[Stored data entries]
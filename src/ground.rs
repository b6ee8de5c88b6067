//! Bounce and roll physics after first ground contact.
//!
//! The ball runs a small state machine:
//!
//! ```text
//! Flight ──► Bounce ──► Bounce ... ──► Rolling ──► Stopped
//!               └─────────────────────────────────►┘
//! ```
//!
//! Every impact reverses the vertical velocity and scales it by a restitution
//! coefficient that drops with steeper impact angles, and strips horizontal
//! speed through surface friction that grows with backspin (a wedge "checks",
//! a driver releases). Once a rebound is too weak to leave the turf the ball
//! rolls under rolling friction plus a speed-proportional turf drag, which has
//! a closed-form solution, until it stops.

use log::{debug, trace};
use nalgebra::Vector3;
use serde::{Deserialize, Serialize};

use crate::constants::{G_ACCEL_MPS2, MIN_VELOCITY_THRESHOLD};
use crate::trajectory::{Phase, TrajectoryPoint};

/// Turf response calibration
#[derive(Debug, Clone, Copy, PartialEq, Serialize, Deserialize)]
#[serde(default)]
pub struct GroundCoefficients {
    /// Vertical restitution of a grazing impact
    pub restitution_base: f64,
    /// Restitution lost per unit sin(impact angle)
    pub restitution_angle_factor: f64,
    pub min_restitution: f64,
    pub max_restitution: f64,
    /// Fraction of horizontal speed lost per impact with no spin
    pub friction_base: f64,
    /// Extra horizontal loss at `spin_reference_rpm` of backspin on a vertical impact
    pub friction_spin_factor: f64,
    pub max_friction: f64,
    pub spin_reference_rpm: f64,
    /// Fraction of spin kept through each impact
    pub spin_retention_per_bounce: f64,
    /// Rebound vertical speed (m/s) below which the ball starts rolling
    pub roll_threshold_mps: f64,
    /// Rolling friction coefficient μ (deceleration μ·g)
    pub rolling_friction: f64,
    /// Speed-proportional turf drag (1/s)
    pub rolling_drag_per_s: f64,
    /// Horizontal speed (m/s) treated as at rest
    pub stop_speed_mps: f64,
    pub max_bounces: u32,
    /// Safety cap on time spent bouncing (s)
    pub max_ground_time_s: f64,
}

impl GroundCoefficients {
    /// Fairway-firmness defaults
    pub fn new() -> Self {
        Self {
            restitution_base: 0.50,
            restitution_angle_factor: 0.30,
            min_restitution: 0.05,
            max_restitution: 0.60,
            friction_base: 0.30,
            friction_spin_factor: 0.50,
            max_friction: 0.90,
            spin_reference_rpm: 10_000.0,
            spin_retention_per_bounce: 0.5,
            roll_threshold_mps: 1.5,
            rolling_friction: 0.25,
            rolling_drag_per_s: 0.5,
            stop_speed_mps: 0.05,
            max_bounces: 20,
            max_ground_time_s: crate::constants::MAX_GROUND_TIME,
        }
    }

    /// Vertical restitution for an impact at `impact_angle` (radians below horizontal)
    pub fn restitution(&self, impact_angle: f64) -> f64 {
        (self.restitution_base - self.restitution_angle_factor * impact_angle.sin())
            .clamp(self.min_restitution, self.max_restitution)
    }

    /// Fraction of horizontal speed removed by an impact
    pub fn impact_friction(&self, impact_angle: f64, backspin_rpm: f64) -> f64 {
        let spin_term = if self.spin_reference_rpm > 0.0 {
            backspin_rpm.max(0.0) / self.spin_reference_rpm
        } else {
            0.0
        };
        (self.friction_base + self.friction_spin_factor * spin_term * impact_angle.sin())
            .clamp(0.0, self.max_friction)
    }

    /// Speed-independent part of the rolling deceleration (m/s²)
    fn rolling_deceleration(&self) -> f64 {
        (self.rolling_friction * G_ACCEL_MPS2).max(1e-3)
    }
}

impl Default for GroundCoefficients {
    fn default() -> Self {
        Self::new()
    }
}

/// Ball state at the instant of first ground contact
#[derive(Debug, Clone, Copy, PartialEq)]
pub struct GroundContact {
    pub time: f64,
    pub position: Vector3<f64>,
    pub velocity: Vector3<f64>,
    pub backspin_rpm: f64,
}

impl GroundContact {
    /// Angle of the velocity below horizontal (radians)
    pub fn landing_angle(&self) -> f64 {
        impact_angle(self.velocity.y.min(0.0).abs(), horizontal(&self.velocity).norm())
    }
}

/// Points and summary produced by the bounce/roll phases
#[derive(Debug, Clone, PartialEq)]
pub struct GroundOutcome {
    /// Starts with the contact point (Bounce) and ends Stopped
    pub points: Vec<TrajectoryPoint>,
    pub rest_position: Vector3<f64>,
    pub bounce_count: u32,
    /// Time since launch at which the ball came to rest (s)
    pub total_time: f64,
}

#[inline]
fn horizontal(v: &Vector3<f64>) -> Vector3<f64> {
    Vector3::new(v.x, 0.0, v.z)
}

#[inline]
fn impact_angle(vertical_speed: f64, horizontal_speed: f64) -> f64 {
    if vertical_speed < MIN_VELOCITY_THRESHOLD && horizontal_speed < MIN_VELOCITY_THRESHOLD {
        return 0.0;
    }
    vertical_speed.atan2(horizontal_speed)
}

/// Appends points while enforcing the phase state machine.
struct GroundPath {
    points: Vec<TrajectoryPoint>,
}

impl GroundPath {
    fn push(&mut self, time: f64, position: Vector3<f64>, phase: Phase) {
        if let Some(last) = self.points.last() {
            debug_assert!(
                last.phase.can_transition_to(phase),
                "illegal ground phase change {} -> {}",
                last.phase,
                phase
            );
        }
        self.points.push(TrajectoryPoint::new(time, position, phase));
    }
}

/// Distance and speed after `t` seconds of rolling from `v0`.
///
/// dv/dt = -(a0 + c·v), solved in closed form.
fn roll_state(v0: f64, a0: f64, c: f64, t: f64) -> (f64, f64) {
    if c < 1e-9 {
        let speed = (v0 - a0 * t).max(0.0);
        let distance = v0 * t - 0.5 * a0 * t * t;
        return (distance, speed);
    }
    let b = a0 / c;
    let decay = (-c * t).exp();
    let speed = ((v0 + b) * decay - b).max(0.0);
    let distance = (v0 + b) * (1.0 - decay) / c - b * t;
    (distance, speed)
}

/// Time for a roll starting at `v0` to come to rest.
fn roll_duration(v0: f64, a0: f64, c: f64) -> f64 {
    if v0 <= 0.0 {
        return 0.0;
    }
    if c < 1e-9 {
        return v0 / a0;
    }
    let b = a0 / c;
    ((v0 + b) / b).ln() / c
}

/// Resolve bounce and roll from the first ground contact to rest.
///
/// # Arguments
/// * `contact` - Landing state handed over by the flight integrator
/// * `coefficients` - Turf response
/// * `sample_interval` - Spacing of emitted points (s)
pub fn resolve_ground_contact(
    contact: &GroundContact,
    coefficients: &GroundCoefficients,
    sample_interval: f64,
) -> GroundOutcome {
    let sample_interval = sample_interval.max(0.001);
    let mut path = GroundPath { points: Vec::new() };

    let mut time = contact.time;
    let mut position = Vector3::new(contact.position.x, 0.0, contact.position.z);
    let mut horizontal_velocity = horizontal(&contact.velocity);
    let mut vertical_speed = contact.velocity.y.min(0.0).abs();
    let mut backspin_rpm = contact.backspin_rpm;
    let mut bounce_count = 0u32;

    path.push(time, position, Phase::Bounce);

    // Bounce phase
    loop {
        let angle = impact_angle(vertical_speed, horizontal_velocity.norm());
        let restitution = coefficients.restitution(angle);
        let friction = coefficients.impact_friction(angle, backspin_rpm);

        vertical_speed *= restitution;
        horizontal_velocity *= 1.0 - friction;
        backspin_rpm *= coefficients.spin_retention_per_bounce;

        trace!(
            "impact {} at t={:.3}: angle {:.1} deg, e={:.3}, friction={:.3}, rebound {:.2} m/s",
            bounce_count + 1,
            time,
            angle.to_degrees(),
            restitution,
            friction,
            vertical_speed
        );

        if vertical_speed < coefficients.roll_threshold_mps
            || bounce_count >= coefficients.max_bounces
            || time - contact.time >= coefficients.max_ground_time_s
        {
            break;
        }

        // Ballistic hop; aerodynamic forces are negligible this close to the turf
        bounce_count += 1;
        let hop_time = 2.0 * vertical_speed / G_ACCEL_MPS2;
        let mut t = sample_interval;
        while t < hop_time {
            let height = vertical_speed * t - 0.5 * G_ACCEL_MPS2 * t * t;
            let hop_position = position + horizontal_velocity * t + Vector3::new(0.0, height.max(0.0), 0.0);
            path.push(time + t, hop_position, Phase::Bounce);
            t += sample_interval;
        }
        time += hop_time;
        position += horizontal_velocity * hop_time;
        path.push(time, position, Phase::Bounce);
    }

    // Rolling phase
    let roll_speed = horizontal_velocity.norm();
    if roll_speed > coefficients.stop_speed_mps {
        let direction = horizontal_velocity / roll_speed;
        let a0 = coefficients.rolling_deceleration();
        let c = coefficients.rolling_drag_per_s.max(0.0);
        let duration = roll_duration(roll_speed, a0, c);

        path.push(time, position, Phase::Rolling);
        let mut t = sample_interval;
        while t < duration {
            let (distance, _) = roll_state(roll_speed, a0, c, t);
            path.push(time + t, position + direction * distance, Phase::Rolling);
            t += sample_interval;
        }
        let (distance, _) = roll_state(roll_speed, a0, c, duration);
        time += duration;
        position += direction * distance.max(0.0);
    }

    path.push(time, position, Phase::Stopped);

    debug!(
        "ball at rest after {} bounce(s), {:.2} s on the ground, rest x={:.2} z={:.2}",
        bounce_count,
        time - contact.time,
        position.x,
        position.z
    );

    GroundOutcome {
        points: path.points,
        rest_position: position,
        bounce_count,
        total_time: time,
    }
}
//! Shot dispersion batches.
//!
//! Perturbs a base launch with normally distributed errors, the way a
//! player's strike varies from swing to swing, and simulates every shot in
//! parallel. Perturbations are drawn up front from a seeded RNG so a batch
//! is reproducible regardless of thread scheduling.

use log::debug;
use rand::rngs::StdRng;
use rand::SeedableRng;
use rand_distr::{Distribution, Normal};
use rayon::prelude::*;
use serde::{Deserialize, Serialize};

use crate::atmosphere::AtmosphericConditions;
use crate::config::SimulationConfig;
use crate::error::{FlightError, Result};
use crate::simulator::{simulate_with_config, LaunchParameters};

/// Dispersion batch parameters (one standard deviation per launch input)
#[derive(Debug, Clone, PartialEq, Serialize, Deserialize)]
#[serde(default)]
pub struct DispersionParams {
    pub shot_count: usize,
    pub speed_std_mph: f64,
    pub launch_angle_std_deg: f64,
    pub azimuth_std_deg: f64,
    pub backspin_std_rpm: f64,
    pub sidespin_std_rpm: f64,
    pub seed: u64,
}

impl Default for DispersionParams {
    fn default() -> Self {
        Self {
            shot_count: 100,
            speed_std_mph: 1.5,
            launch_angle_std_deg: 0.7,
            azimuth_std_deg: 1.0,
            backspin_std_rpm: 250.0,
            sidespin_std_rpm: 200.0,
            seed: 0,
        }
    }
}

/// One shot of a batch
#[derive(Debug, Clone, PartialEq, Serialize, Deserialize)]
pub struct DispersedShot {
    pub launch: LaunchParameters,
    pub carry_yards: f64,
    pub total_yards: f64,
    pub offline_yards: f64,
}

#[derive(Debug, Clone, PartialEq, Serialize, Deserialize)]
pub struct DispersionSummary {
    pub shots: Vec<DispersedShot>,
    pub mean_carry_yards: f64,
    pub std_carry_yards: f64,
    pub mean_total_yards: f64,
    pub std_total_yards: f64,
    pub mean_offline_yards: f64,
    /// Widest left-to-right spread of the rest positions
    pub offline_spread_yards: f64,
}

fn normal(mean: f64, std_dev: f64, name: &str) -> Result<Normal<f64>> {
    if !std_dev.is_finite() || std_dev < 0.0 {
        return Err(FlightError::InvalidDispersion(format!(
            "{name} standard deviation must be finite and non-negative, got {std_dev}"
        )));
    }
    Normal::new(mean, std_dev)
        .map_err(|e| FlightError::InvalidDispersion(format!("Invalid {name} distribution: {e}")))
}

/// Mean and population standard deviation
fn mean_std(values: impl Iterator<Item = f64> + Clone) -> (f64, f64) {
    let n = values.clone().count();
    if n == 0 {
        return (0.0, 0.0);
    }
    let mean = values.clone().sum::<f64>() / n as f64;
    let variance = values.map(|v| (v - mean).powi(2)).sum::<f64>() / n as f64;
    (mean, variance.sqrt())
}

/// Draw the perturbed launches for a batch.
pub fn perturbed_launches(base: &LaunchParameters, params: &DispersionParams) -> Result<Vec<LaunchParameters>> {
    if params.shot_count == 0 {
        return Err(FlightError::InvalidDispersion("shot_count must be at least 1".to_string()));
    }

    let speed_dist = normal(base.ball_speed_mph, params.speed_std_mph, "speed")?;
    let angle_dist = normal(base.launch_angle_deg, params.launch_angle_std_deg, "launch angle")?;
    let azimuth_dist = normal(base.azimuth_deg, params.azimuth_std_deg, "azimuth")?;
    let backspin_dist = normal(base.backspin_rpm, params.backspin_std_rpm, "backspin")?;
    let sidespin_dist = normal(base.sidespin_rpm, params.sidespin_std_rpm, "sidespin")?;

    let mut rng = StdRng::seed_from_u64(params.seed);
    Ok((0..params.shot_count)
        .map(|_| {
            LaunchParameters::new(
                speed_dist.sample(&mut rng).max(0.0),
                angle_dist.sample(&mut rng),
                azimuth_dist.sample(&mut rng),
                backspin_dist.sample(&mut rng),
                sidespin_dist.sample(&mut rng),
            )
        })
        .collect())
}

/// Simulate a dispersion batch around `base`.
pub fn simulate_dispersion(
    base: &LaunchParameters,
    atmosphere: &AtmosphericConditions,
    params: &DispersionParams,
    config: &SimulationConfig,
) -> Result<DispersionSummary> {
    config.validate()?;
    let launches = perturbed_launches(base, params)?;

    let shots: Vec<DispersedShot> = launches
        .par_iter()
        .map(|launch| {
            let result = simulate_with_config(*launch, *atmosphere, config);
            DispersedShot {
                launch: *launch,
                carry_yards: result.carry_yards,
                total_yards: result.total_yards,
                offline_yards: result.offline_yards,
            }
        })
        .collect();

    let (mean_carry_yards, std_carry_yards) = mean_std(shots.iter().map(|s| s.carry_yards));
    let (mean_total_yards, std_total_yards) = mean_std(shots.iter().map(|s| s.total_yards));
    let (mean_offline_yards, _) = mean_std(shots.iter().map(|s| s.offline_yards));
    let left = shots.iter().map(|s| s.offline_yards).fold(f64::INFINITY, f64::min);
    let right = shots.iter().map(|s| s.offline_yards).fold(f64::NEG_INFINITY, f64::max);

    debug!(
        "dispersion of {} shots: carry {:.1} ± {:.1} yd, total {:.1} ± {:.1} yd, spread {:.1} yd",
        shots.len(),
        mean_carry_yards,
        std_carry_yards,
        mean_total_yards,
        std_total_yards,
        right - left
    );

    Ok(DispersionSummary {
        shots,
        mean_carry_yards,
        std_carry_yards,
        mean_total_yards,
        std_total_yards,
        mean_offline_yards,
        offline_spread_yards: right - left,
    })
}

◆ Task ◆
What lines of the data include the word "height"? Copy each of them.

◆ Answer section ◆
            let height = vertical_speed * t - 0.5 * G_ACCEL_MPS2 * t * t;
            let hop_position = position + horizontal_velocity * t + Vector3::new(0.0, height.max(0.0), 0.0);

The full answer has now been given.